Aim of the task: Reproduce every record exactly as given.

Supplied data Start Marker

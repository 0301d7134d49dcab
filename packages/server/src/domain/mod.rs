//! Domain layer: widget state, connections, access control and the traits
//! the outer layers implement.

pub mod access;
pub mod command;
pub mod connection;
pub mod error;
pub mod message_pusher;
pub mod repository;
pub mod widget;

pub use access::{Access, AccessGate, AdminToken};
pub use command::{CommandType, UnknownCommandType};
pub use connection::{ConnectionId, ConnectionRegistry, Partition};
pub use error::MessagePushError;
#[cfg(test)]
pub use message_pusher::MockMessagePusher;
pub use message_pusher::{MessagePusher, PusherChannel};
pub use repository::WidgetStateRepository;
pub use widget::{InvalidPatch, WidgetKind, WidgetPatch, WidgetRecord, WidgetState};
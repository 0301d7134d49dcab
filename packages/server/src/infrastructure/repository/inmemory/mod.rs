mod widget_state;

pub use widget_state::InMemoryWidgetStateRepository;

Supplied data End Marker

Response box:
repository 0301d7134d49dcab
filename packages/server/src/domain/mod.rs
//! Domain layer: widget state, connections, access control and the traits
//! the outer layers implement.

pub mod access;
pub mod command;
pub mod connection;
pub mod error;
pub mod message_pusher;
pub mod repository;
pub mod widget;

pub use access::{Access, AccessGate, AdminToken};
pub use command::{CommandType, UnknownCommandType};
pub use connection::{ConnectionId, ConnectionRegistry, Partition};
pub use error::MessagePushError;
#[cfg(test)]
pub use message_pusher::MockMessagePusher;
pub use message_pusher::{MessagePusher, PusherChannel};
pub use repository::WidgetStateRepository;
pub use widget::{InvalidPatch, WidgetKind, WidgetPatch, WidgetRecord, WidgetState};
repository 0301d7134d49dcab
filename packages/server/src/infrastructure/repository/inmemory/mod.rs
mod widget_state;

pub use widget_state::InMemoryWidgetStateRepository;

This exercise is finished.